The following year, Roughead re-activated the U.S. Navy’s 10th Fleet, which is charged with the operations and coordination of naval, joint and coalition forces’ ability to conduct information and electronic warfare operations and signals intelligence. Roughead made these large, sweeping changes to the U.S. Navy’s force structure because he recognized the threat the cyber domain posed to the fleet.
Roughead had the foresight to recognize three growing trends: the ever-increasing connections our ships and aircraft have to shore, our sailors becoming ever more reliant on off-ship technologies for basic tasks such as navigating and our potential adversaries making large investments in the cyber domain.
Our ships have become so connected that virtually all aspects of ship operations are being reported back to shore sites located in the continental United States. The efficiencies brought by increased interconnectivity also give rise to vulnerabilities that need to be seriously considered.
I recently co-chaired a House Armed Services Committee briefing centered around the collisions of destroyers Fitzgerald and John S. McCain. Vice Admiral Jan Tighe, deputy CNO N2N6, and Vice Admiral Mike Gilday, commander of the 10th Fleet, briefed me and my congressional colleagues on potential cyber vulnerabilities to our fleet. The Navy’s initial analysis does not support the claims that either one of these ship collisions were caused by a cyber attack. However, in my estimation, it is essential that we improve our cyber domain defenses.

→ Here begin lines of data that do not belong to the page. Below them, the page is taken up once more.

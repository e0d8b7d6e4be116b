//! Shared support for integration tests: a canned marketplace API served on
//! an ephemeral local port.

#![allow(dead_code)]

use std::net::SocketAddr;
use std::sync::atomic::{AtomicUsize, Ordering};

use axum::Router;
use duniya_core::session::{AuthSession, AuthUser, Role};
use duniya_core::{ApiClient, Config, SessionHandle};

pub fn tracing_init() {
    let _ = tracing_subscriber::fmt()
        .with_test_writer()
        .with_target(false)
        .try_init();
}

/// Serve a router on an ephemeral port, returning its address.
pub async fn serve(app: Router) -> SocketAddr {
    let listener = tokio::net::TcpListener::bind("127.0.0.1:0").await.unwrap();
    let addr = listener.local_addr().unwrap();
    tokio::spawn(async move {
        axum::serve(listener, app).await.ok();
    });
    addr
}

/// A client and its session handle, pointed at a mock API.
pub fn client_for(addr: SocketAddr) -> (ApiClient, SessionHandle) {
    let session = SessionHandle::new();
    let config = Config::with_api_url(format!("http://{addr}"));
    (ApiClient::new(&config, session.clone()), session)
}

pub const TEST_TOKEN: &str = "test-token";

/// Sign the handle in as a test account with a non-expiring token.
pub fn sign_in(session: &SessionHandle, user_id: &str, role: Role) {
    session.sign_in(AuthSession {
        user: AuthUser {
            id: user_id.into(),
            username: "tester".into(),
            email: "tester@example.com".into(),
            role,
            avatar: None,
        },
        token: TEST_TOKEN.into(),
        expires_at: None,
    });
}

/// Request counter for proving which routes fired (and which did not).
#[derive(Default)]
pub struct Hits(AtomicUsize);

impl Hits {
    pub fn bump(&self) {
        self.0.fetch_add(1, Ordering::SeqCst);
    }

    pub fn count(&self) -> usize {
        self.0.load(Ordering::SeqCst)
    }
}
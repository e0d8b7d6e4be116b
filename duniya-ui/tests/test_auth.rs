//! Page-service tests for authentication: status transitions, session
//! handoff, and signup role handling.

mod support;

use axum::http::StatusCode;
use axum::routing::post;
use axum::{Json, Router};
use serde_json::{json, Value};

use duniya_core::api::SignupRequest;
use duniya_ui::pages::{AuthPage, Redirect};
use duniya_ui::stores::AuthStatus;
use support::{client_for, serve, tracing_init};

fn auth_response(username: &str) -> Value {
    json!({
        "user": {"_id": "u1", "username": username, "email": "t@example.com", "role": "User"},
        "token": "tok-123",
        "expiresAt": "2030-01-01T00:00:00Z",
    })
}

#[tokio::test]
async fn login_succeeds_and_stores_the_session() {
    tracing_init();
    let app = Router::new().route(
        "/api/auth/login",
        post(|| async { Json(auth_response("mira")) }),
    );
    let addr = serve(app).await;
    let (client, session) = client_for(addr);

    let mut page = AuthPage::new(client, session.clone());
    assert_eq!(page.state.status, AuthStatus::Idle);

    let redirect = page.login("mira", "hunter2").await;
    assert_eq!(redirect, Some(Redirect::Home));
    assert_eq!(page.state.status, AuthStatus::Succeeded);
    assert_eq!(page.state.error, None);
    assert!(session.is_authenticated());
}

#[tokio::test]
async fn failed_login_surfaces_the_message() {
    tracing_init();
    let app = Router::new().route(
        "/api/auth/login",
        post(|| async {
            (
                StatusCode::UNAUTHORIZED,
                Json(json!({"error": {"message": "bad credentials"}})),
            )
        }),
    );
    let addr = serve(app).await;
    let (client, session) = client_for(addr);

    let mut page = AuthPage::new(client, session.clone());
    let redirect = page.login("mira", "wrong").await;

    assert_eq!(redirect, None);
    assert_eq!(page.state.status, AuthStatus::Failed);
    assert!(page.state.error.as_deref().unwrap().contains("bad credentials"));
    assert!(!session.is_authenticated());
}

#[tokio::test]
async fn signup_sends_the_user_role() {
    tracing_init();
    let app = Router::new().route(
        "/api/auth/signup",
        post(|Json(body): Json<Value>| async move {
            assert_eq!(body["role"], "User");
            assert_eq!(body["username"], "mira");
            Json(auth_response("mira"))
        }),
    );
    let addr = serve(app).await;
    let (client, session) = client_for(addr);

    let mut page = AuthPage::new(client, session.clone());
    let redirect = page.signup("mira", "m@example.com", "hunter2").await;

    assert_eq!(redirect, Some(Redirect::Home));
    assert!(session.is_authenticated());
}

#[tokio::test]
async fn artist_signup_forces_the_artist_role() {
    tracing_init();
    let app = Router::new().route(
        "/api/auth/signup",
        post(|Json(body): Json<Value>| async move {
            assert_eq!(body["role"], "Artist");
            assert_eq!(body["tag"], "Sitarist");
            Json(auth_response("mira"))
        }),
    );
    let addr = serve(app).await;
    let (client, session) = client_for(addr);

    let mut request = SignupRequest::user("mira", "m@example.com", "hunter2");
    request.tag = Some("Sitarist".into());

    let mut page = AuthPage::new(client, session);
    let redirect = page.signup_artist(request).await;
    assert_eq!(redirect, Some(Redirect::Home));
}

#[tokio::test]
async fn google_login_exchanges_the_credential() {
    tracing_init();
    let app = Router::new().route(
        "/api/auth/google",
        post(|Json(body): Json<Value>| async move {
            assert_eq!(body["credential"], "google-jwt");
            Json(auth_response("mira"))
        }),
    );
    let addr = serve(app).await;
    let (client, session) = client_for(addr);

    let mut page = AuthPage::new(client, session.clone());
    assert_eq!(
        page.login_with_google("google-jwt").await,
        Some(Redirect::Home)
    );
    assert!(session.is_authenticated());
}

#[tokio::test]
async fn logout_clears_the_session() {
    tracing_init();
    let app = Router::new().route(
        "/api/auth/login",
        post(|| async { Json(auth_response("mira")) }),
    );
    let addr = serve(app).await;
    let (client, session) = client_for(addr);

    let mut page = AuthPage::new(client, session.clone());
    page.login("mira", "hunter2").await;
    assert!(session.is_authenticated());

    page.logout();
    assert!(!session.is_authenticated());
}
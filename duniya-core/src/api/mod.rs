//! Marketplace API client and wire types.

pub mod client;
pub mod models;

pub use client::{ApiClient, ApiError};
pub use models::*;
//! duniya-ui - Page state and services for duniya
//!
//! Framework-agnostic stores (one per view) and the page services that
//! populate them from the marketplace API. A view layer binds to a
//! service's store and calls its action methods; nothing here renders.

pub mod display_types;
pub mod pages;
pub mod stores;

pub use display_types::*;
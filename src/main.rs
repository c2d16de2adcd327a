//! Thin CLI over the bridge: open the adapter, run one command, render the
//! structured results.  All protocol logic lives in the library.
use std::process::ExitCode;
use std::thread;
use std::time::Duration;

use clap::{Parser, Subcommand};

use jtag_axi::cable::mpsse::Digilent;
use jtag_axi::session::DeviceSession;
use jtag_axi::Error;

/// LED patterns swept by `test`, with human-readable names.
const PATTERNS: [(u8, &str); 8] = [
    (0x0, "off"),
    (0xF, "all-on"),
    (0xA, "alt1"),
    (0x5, "alt2"),
    (0x1, "led0"),
    (0x2, "led1"),
    (0x4, "led2"),
    (0x8, "led3"),
];

#[derive(Parser, Debug)]
#[command(name = "jtag-axi", version, about = "LED control over a JTAG-AXI bridge")]
struct Cli {
    /// FTDI description string of the JTAG adapter.
    #[arg(long, default_value = "Digilent USB Device A")]
    cable: String,

    /// TCK frequency in hertz.
    #[arg(long, default_value_t = 1_000_000)]
    clock: u32,

    #[command(subcommand)]
    command: Option<Command>,
}

#[derive(Subcommand, Debug)]
enum Command {
    /// Sweep the built-in LED patterns and verify each read-back.
    Test,
    /// Drive a 4-bit LED pattern.
    Write { pattern: u8 },
    /// Read the current LED pattern.
    Read,
    /// Write a 32-bit word to an arbitrary bridge address.
    Poke {
        #[arg(value_parser = parse_word)]
        addr: u32,
        #[arg(value_parser = parse_word)]
        data: u32,
    },
    /// Read a 32-bit word from an arbitrary bridge address.
    Peek {
        #[arg(value_parser = parse_word)]
        addr: u32,
    },
}

/// Accepts decimal or 0x-prefixed hex.
fn parse_word(s: &str) -> Result<u32, String> {
    let s = s.trim();
    let (digits, radix) = match s.strip_prefix("0x").or_else(|| s.strip_prefix("0X")) {
        Some(hex) => (hex, 16),
        None => (s, 10),
    };
    u32::from_str_radix(digits, radix).map_err(|e| e.to_string())
}

fn run_sweep(session: &mut DeviceSession<Box<Digilent>>) -> Result<(), Error> {
    let mut failures = 0;
    for (pattern, name) in PATTERNS {
        match session.verify_led(pattern) {
            Ok(()) => log::info!("pattern {name} (0b{pattern:04b}) verified"),
            Err(Error::VerificationMismatch { wrote, read }) => {
                log::warn!("pattern {name} failed: wrote {wrote:#03x}, read {read:#03x}");
                failures += 1;
            }
            Err(err) => return Err(err),
        }
        // Leave each pattern visible on the board for a moment.
        thread::sleep(Duration::from_millis(200));
    }

    if failures == 0 {
        log::info!("all LED patterns verified");
    } else {
        log::warn!("{failures} pattern(s) failed verification");
    }
    Ok(())
}

fn main() -> ExitCode {
    env_logger::Builder::from_env(env_logger::Env::default().default_filter_or("info")).init();
    let cli = Cli::parse();

    let cable = match Digilent::new(&cli.cable, cli.clock) {
        Ok(cable) => cable,
        Err(err) => {
            log::error!("failed to open JTAG adapter: {err}");
            return ExitCode::FAILURE;
        }
    };
    let mut session = match DeviceSession::open(Box::new(cable)) {
        Ok(session) => session,
        Err(err) => {
            log::error!("{err}");
            return ExitCode::FAILURE;
        }
    };

    let result = match cli.command.unwrap_or(Command::Test) {
        Command::Test => run_sweep(&mut session),
        Command::Write { pattern } => session.write_led(pattern),
        Command::Read => session.read_led().map(|pattern| {
            println!("{pattern:#03x} (0b{pattern:04b})");
        }),
        Command::Poke { addr, data } => session.write_word(addr, data),
        Command::Peek { addr } => session.read_word(addr).map(|data| {
            println!("{data:#010x}");
        }),
    };
    session.close();

    match result {
        Ok(()) => ExitCode::SUCCESS,
        Err(err) => {
            log::error!("{err}");
            ExitCode::FAILURE
        }
    }
}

It is critical that the Navy, with the support of Congress, continues to make investments in training, manpower and systems to protect our ability to transmit and receive information without impediment or alteration. Paying due regard to our adversaries, we must also reexamine our tactics, techniques and procedures within the full spectrum of the cyber domain.
For over 20 years, and in an effort to maximize the fighting effectiveness of the entire force, we have routinely installed equipment on our ships that increases connectivity to shore facilities, mainly to various headquarters’ staff. We have used our ships as floating sensors to be dispersed throughout all parts of the world in order to keep the highest levels of command plugged in and to leverage our superiority with information operations. Although these systems allow us to fight more effectively, they have also allowed shore staffs to micromanage individual units. Our sailors have affectionately referred to this as the 12,000-nautical mile screwdriver, giving them constant pressure and guidance while negating the command responsibility of ships’ commanding officers.

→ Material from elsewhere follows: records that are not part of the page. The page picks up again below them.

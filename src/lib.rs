//! This crate drives an FPGA-side JTAG-AXI bridge reached through the Xilinx
//! USER1 instruction, at a few levels of abstraction.  At the lowest level,
//! the `Cable` trait models a JTAG adapter: it can clock TMS sequences to
//! move the TAP state machine and shift bits in and out of the scan chain.
//! An FTDI MPSSE implementation is provided for FT2232H-based adapters such
//! as the Digilent USB-JTAG circuits found on Zynq boards.
//!
//! The next level is `JtagSM`, which tracks the TAP state and gets to any
//! requested state with the fewest TMS clocks.  If a shift fails partway
//! through, the TAP state is unknown and `JtagSM` refuses further scans
//! until the chain is reset.
//!
//! On top of that, `DeviceSession` speaks the bridge protocol: it selects
//! USER1, shifts 96-bit command frames built by the `bridge` codec, and
//! exposes register reads and writes with read-back verification.  A session
//! owns its cable exclusively, so register accesses can never interleave.
//!
//! # Example
//! ```no_run
//! use jtag_axi::cable::mpsse::Digilent;
//! use jtag_axi::session::DeviceSession;
//!
//! # fn main() -> Result<(), Box<dyn std::error::Error>> {
//! let cable = Digilent::new("Digilent USB Device A", 1_000_000)?;
//! let mut session = DeviceSession::open(Box::new(cable))?;
//! session.write_led(0b1010)?;
//! assert_eq!(session.read_led()?, 0b1010);
//! session.close();
//! # Ok(())
//! # }
//! ```

pub mod bridge;
pub mod cable;
pub mod error;
pub mod session;
pub mod statemachine;

pub use error::{Error, Result, Stage};
pub use session::DeviceSession;
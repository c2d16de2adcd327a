//! Error types for bridge operations.  Transport and sequencer failures are
//! wrapped rather than flattened so the caller can always see which layer
//! failed and which scan step was in flight.
use std::fmt;

use thiserror::Error;

use crate::cable::CableError;
use crate::statemachine::SequenceError;

pub type Result<T> = std::result::Result<T, Error>;

/// The scan step a failure occurred in, reported to aid hardware debugging.
#[derive(Debug, Clone, Copy, PartialEq, Eq)]
pub enum Stage {
    Reset,
    Instruction,
    Data,
}

impl fmt::Display for Stage {
    fn fmt(&self, f: &mut fmt::Formatter<'_>) -> fmt::Result {
        match self {
            Stage::Reset => write!(f, "TAP reset"),
            Stage::Instruction => write!(f, "IR"),
            Stage::Data => write!(f, "DR"),
        }
    }
}

#[derive(Debug, Error)]
pub enum Error {
    /// The adapter could not be opened, or the initial chain reset failed.
    /// There is no device to drive.
    #[error("JTAG transport unavailable")]
    TransportUnavailable(#[source] CableError),

    /// A TMS or data shift failed mid-sequence.  The TAP state is unknown
    /// until the chain is reset; retrying without a reset is unsafe.
    #[error("{stage} shift failed; TAP state unknown until the chain is reset")]
    Sequence {
        stage: Stage,
        #[source]
        source: SequenceError,
    },

    /// A value or frame does not match the fixed IR/DR width.  Raised before
    /// any bits are shifted.
    #[error("frame width violation: {actual} bits supplied, field holds exactly {expected}")]
    FrameWidth { expected: usize, actual: usize },

    /// Operation attempted on a session that was already closed.
    #[error("device session is closed")]
    SessionClosed,

    /// Read-back value differs from what was written.  Diagnostic, not a
    /// transport fault: the session remains usable.
    #[error("verification mismatch: wrote {wrote:#03x}, read back {read:#03x}")]
    VerificationMismatch { wrote: u8, read: u8 },
}

impl Error {
    pub(crate) fn sequence(stage: Stage, source: SequenceError) -> Self {
        Error::Sequence { stage, source }
    }
}
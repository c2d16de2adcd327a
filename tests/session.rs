//! End-to-end register access against a mock cable that behaves like the
//! bridge peripheral: write commands latch the LED nibble, read commands
//! present it back in the data word of the captured frame.
use jtag_axi::bridge;
use jtag_axi::cable::{Cable, CableError};
use jtag_axi::session::DeviceSession;
use jtag_axi::{Error, Stage};

#[derive(Default)]
struct BridgeCable {
    led: u8,
    /// When set, read commands return this instead of the latched LEDs.
    forced_read: Option<u8>,
    /// Fail the next DR-sized shift once.
    fail_next_dr: bool,
    /// Total bits presented by each IR shift.
    ir_shift_bits: Vec<usize>,
    dr_frames: usize,
}

impl BridgeCable {
    fn exchange(&mut self, data: &[u8], bits: u8) -> Result<Vec<u8>, CableError> {
        let total = (data.len() - 1) * 8 + bits as usize;
        if total != bridge::DR_LENGTH {
            self.ir_shift_bits.push(total);
            return Ok(vec![0; data.len()]);
        }

        if self.fail_next_dr {
            self.fail_next_dr = false;
            return Err(CableError::Other("injected DR fault".into()));
        }

        self.dr_frames += 1;
        let cmd = u32::from_le_bytes([data[0], data[1], data[2], data[3]]);
        let mut response = data.to_vec();
        match cmd {
            bridge::CMD_WRITE => {
                self.led = data[8] & 0xF;
            }
            bridge::CMD_READ => {
                let value = self.forced_read.unwrap_or(self.led);
                response[8..12].copy_from_slice(&u32::from(value).to_le_bytes());
            }
            _ => {}
        }
        Ok(response)
    }
}

impl Cable for BridgeCable {
    fn change_mode(&mut self, _tms: &[usize], _tdo: bool) -> Result<(), CableError> {
        Ok(())
    }

    fn write_data(&mut self, data: &[u8], bits: u8, _pause: bool) -> Result<(), CableError> {
        self.exchange(data, bits).map(|_| ())
    }

    fn read_write_data(
        &mut self,
        data: &[u8],
        bits: u8,
        _pause: bool,
    ) -> Result<Vec<u8>, CableError> {
        self.exchange(data, bits)
    }
}

#[test]
fn write_then_read_back() {
    let mut cable = BridgeCable::default();
    {
        let mut session = DeviceSession::open(&mut cable).unwrap();
        session.write_led(0xF).unwrap();
        assert_eq!(session.read_led().unwrap(), 0xF);

        session.write_led(0x5).unwrap();
        assert_eq!(session.read_led().unwrap(), 0x5);
    }
    assert_eq!(cable.led, 0x5);
    // Every IR shift presented exactly IR_LENGTH bits.
    assert!(!cable.ir_shift_bits.is_empty());
    assert!(cable.ir_shift_bits.iter().all(|&bits| bits == bridge::IR_LENGTH));
}

#[test]
fn oversized_pattern_is_rejected_before_any_shift() {
    let mut cable = BridgeCable::default();
    {
        let mut session = DeviceSession::open(&mut cable).unwrap();
        let err = session.write_led(0x10).unwrap_err();
        assert!(matches!(
            err,
            Error::FrameWidth {
                expected: 4,
                actual: 5
            }
        ));
    }
    // Nothing reached the chain: no IR shifts, no DR frames.
    assert!(cable.ir_shift_bits.is_empty());
    assert_eq!(cable.dr_frames, 0);
}

#[test]
fn generic_word_access() {
    let mut cable = BridgeCable::default();
    let mut session = DeviceSession::open(&mut cable).unwrap();
    session.write_word(bridge::LED_BASE_ADDR, 0x0000_000A).unwrap();
    assert_eq!(session.read_word(bridge::LED_BASE_ADDR).unwrap(), 0xA);
}

#[test]
fn close_is_idempotent() {
    let mut cable = BridgeCable::default();
    let mut session = DeviceSession::open(&mut cable).unwrap();
    assert!(session.is_open());

    session.close();
    session.close();
    assert!(!session.is_open());

    assert!(matches!(session.read_led(), Err(Error::SessionClosed)));
    assert!(matches!(session.write_led(0x1), Err(Error::SessionClosed)));
}

#[test]
fn dr_fault_reports_data_stage_and_needs_reset() {
    let mut cable = BridgeCable::default();
    cable.fail_next_dr = true;
    let mut session = DeviceSession::open(&mut cable).unwrap();

    let err = session.write_led(0x3).unwrap_err();
    assert!(matches!(
        err,
        Error::Sequence {
            stage: Stage::Data,
            ..
        }
    ));

    // The TAP state is unknown; the next access fails until a reset.
    let err = session.read_led().unwrap_err();
    assert!(matches!(err, Error::Sequence { .. }));

    session.reset().unwrap();
    session.write_led(0x3).unwrap();
    assert_eq!(session.read_led().unwrap(), 0x3);
}

#[test]
fn verification_mismatch_is_diagnostic_not_fatal() {
    let mut cable = BridgeCable::default();
    cable.forced_read = Some(0x3);
    let mut session = DeviceSession::open(&mut cable).unwrap();

    let err = session.verify_led(0x5).unwrap_err();
    assert!(matches!(
        err,
        Error::VerificationMismatch {
            wrote: 0x5,
            read: 0x3
        }
    ));

    // The session is still usable afterwards.
    assert_eq!(session.read_led().unwrap(), 0x3);
    session.write_led(0x7).unwrap();
}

Improvements in training that promote cybersecurity and basic navigation skills, at the shipboard sailor level, are needed in order to ensure that every sailor understands the dangers of introducing potentially harmful software on a ship’s servers, the dangers of unnecessary emissions and the necessity to properly secure the transmissions of data links. Ship navigators also need to break their reliance on GPS, which is yet another electronic pathway aboard a ship.

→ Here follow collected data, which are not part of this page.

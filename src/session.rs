//! A `DeviceSession` is the exclusive owner of an open JTAG adapter and
//! speaks the bridge protocol over it: select USER1, shift a 96-bit command
//! frame, return to Run-Test/Idle.
//!
//! Every register access takes `&mut self`, so two accesses on the same
//! session can never interleave their IR and DR shifts — the TAP is a
//! physically shared resource with exactly one logical owner.  Errors name
//! the step that failed (IR vs DR); after a `Sequence` failure the TAP state
//! is unknown and `reset` must succeed before the session is used again.
use core::ops::DerefMut;

use crate::bridge::{self, BridgeCommand, DrFrame};
use crate::cable::Cable;
use crate::error::{Error, Result, Stage};
use crate::statemachine::{JtagSM, JtagState, Register};

pub struct DeviceSession<T> {
    sm: Option<JtagSM<T>>,
}

impl<T, U> DeviceSession<T>
where
    T: DerefMut<Target = U>,
    U: Cable + ?Sized,
{
    /// Open a session on `cable`.  The scan chain is reset and left in
    /// Run-Test/Idle.  Fails with `TransportUnavailable` if the adapter
    /// cannot complete the initial reset.
    pub fn open(cable: T) -> Result<Self> {
        let mut sm = JtagSM::new(cable).map_err(Error::TransportUnavailable)?;
        sm.change_mode(JtagState::Idle)
            .map_err(|e| Error::sequence(Stage::Reset, e))?;
        log::debug!("JTAG session opened");
        Ok(Self { sm: Some(sm) })
    }

    pub fn is_open(&self) -> bool {
        self.sm.is_some()
    }

    /// Close the session and release the adapter.  Safe to call more than
    /// once; only the first call tears anything down.
    pub fn close(&mut self) {
        if self.sm.take().is_some() {
            log::debug!("JTAG session closed");
        }
    }

    /// Reset the TAP and return to Run-Test/Idle.  This is the recovery step
    /// after a `Sequence` failure left the TAP state unknown.
    pub fn reset(&mut self) -> Result<()> {
        let sm = self.sm()?;
        sm.mode_reset()
            .map_err(|e| Error::sequence(Stage::Reset, e))?;
        sm.change_mode(JtagState::Idle)
            .map_err(|e| Error::sequence(Stage::Reset, e))
    }

    /// Write `data` to the AXI register at `addr` through the bridge.
    pub fn write_word(&mut self, addr: u32, data: u32) -> Result<()> {
        log::debug!("bridge write: addr={addr:#010x} data={data:#010x}");
        self.shift_instruction(bridge::USER1)?;
        self.shift_dr_out(&BridgeCommand::write(addr, data).encode())
    }

    /// Read the AXI register at `addr` through the bridge.
    ///
    /// The captured frame is decoded on the assumption that the bridge
    /// presents the register value in the data word position of the command
    /// layout (byte offset 8).  That convention matches the bridge RTL but
    /// is not confirmed by the protocol itself.
    pub fn read_word(&mut self, addr: u32) -> Result<u32> {
        log::debug!("bridge read: addr={addr:#010x}");
        self.shift_instruction(bridge::USER1)?;
        let response = self.shift_dr_exchange(&BridgeCommand::read(addr).encode())?;
        let data = response.data_word();
        log::debug!("bridge read response: data={data:#010x}");
        Ok(data)
    }

    /// Drive the 4-bit LED pattern.  Patterns above 0xF are rejected before
    /// anything is shifted.
    pub fn write_led(&mut self, pattern: u8) -> Result<()> {
        bridge::check_width(pattern.into(), bridge::LED_WIDTH)?;
        self.write_word(bridge::LED_BASE_ADDR, pattern.into())
    }

    /// Read the current LED pattern.
    pub fn read_led(&mut self) -> Result<u8> {
        Ok((self.read_word(bridge::LED_BASE_ADDR)? & bridge::LED_MASK) as u8)
    }

    /// Write `pattern`, read it back, and compare.  A mismatch is reported
    /// as `VerificationMismatch`, which is diagnostic: the session and the
    /// TAP remain fully usable.
    pub fn verify_led(&mut self, pattern: u8) -> Result<()> {
        self.write_led(pattern)?;
        let read = self.read_led()?;
        if read != pattern {
            return Err(Error::VerificationMismatch {
                wrote: pattern,
                read,
            });
        }
        Ok(())
    }

    fn sm(&mut self) -> Result<&mut JtagSM<T>> {
        self.sm.as_mut().ok_or(Error::SessionClosed)
    }

    /// Shift `code` into the instruction register: exactly `IR_LENGTH` bits,
    /// exiting to Idle through Update-IR.
    fn shift_instruction(&mut self, code: u8) -> Result<()> {
        bridge::check_width(code.into(), bridge::IR_LENGTH)?;
        let sm = self.sm()?;
        sm.write_reg(Register::Instruction, &[code], bridge::IR_LENGTH as u8, true)
            .map_err(|e| Error::sequence(Stage::Instruction, e))?;
        sm.change_mode(JtagState::Idle)
            .map_err(|e| Error::sequence(Stage::Instruction, e))
    }

    /// Shift a command frame into the data register, discarding TDO, exiting
    /// to Idle through Update-DR.
    fn shift_dr_out(&mut self, frame: &DrFrame) -> Result<()> {
        let sm = self.sm()?;
        sm.write_reg(Register::Data, frame.as_bytes(), 8, true)
            .map_err(|e| Error::sequence(Stage::Data, e))?;
        sm.change_mode(JtagState::Idle)
            .map_err(|e| Error::sequence(Stage::Data, e))
    }

    /// Full-duplex DR shift: clock the command frame in while capturing the
    /// frame the bridge presents on TDO.
    fn shift_dr_exchange(&mut self, frame: &DrFrame) -> Result<DrFrame> {
        let sm = self.sm()?;
        let captured = sm
            .read_write_reg(Register::Data, frame.as_bytes(), 8, true)
            .map_err(|e| Error::sequence(Stage::Data, e))?;
        sm.change_mode(JtagState::Idle)
            .map_err(|e| Error::sequence(Stage::Data, e))?;
        DrFrame::from_slice(&captured)
    }
}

Further, we need to start trusting our ship commanders to secure their communications and emissions and to operate without oversight. This may be by far the most difficult paradigm to break, allowing our commanding officers to operate their ships, execute their assigned mission and to simply command.
As we go forward in the information age and contend with the reality of having to always be “connected,” we must ensure we are doing everything we can to safeguard our networks. Properly protecting our networks and shedding our reliance on systems that depend upon off-ship connections, to include relearning some of the old methods of navigating ships and executing commanders‘ intent, are the first steps to defending our ships in the cyber world.
Rep. Rob Wittman represents the 1st District of Virginia. He serves on the House Natural Resources Committee and the House Armed Services Committee, where he is the chairman of the Seapower and Projection Forces Subcommittee.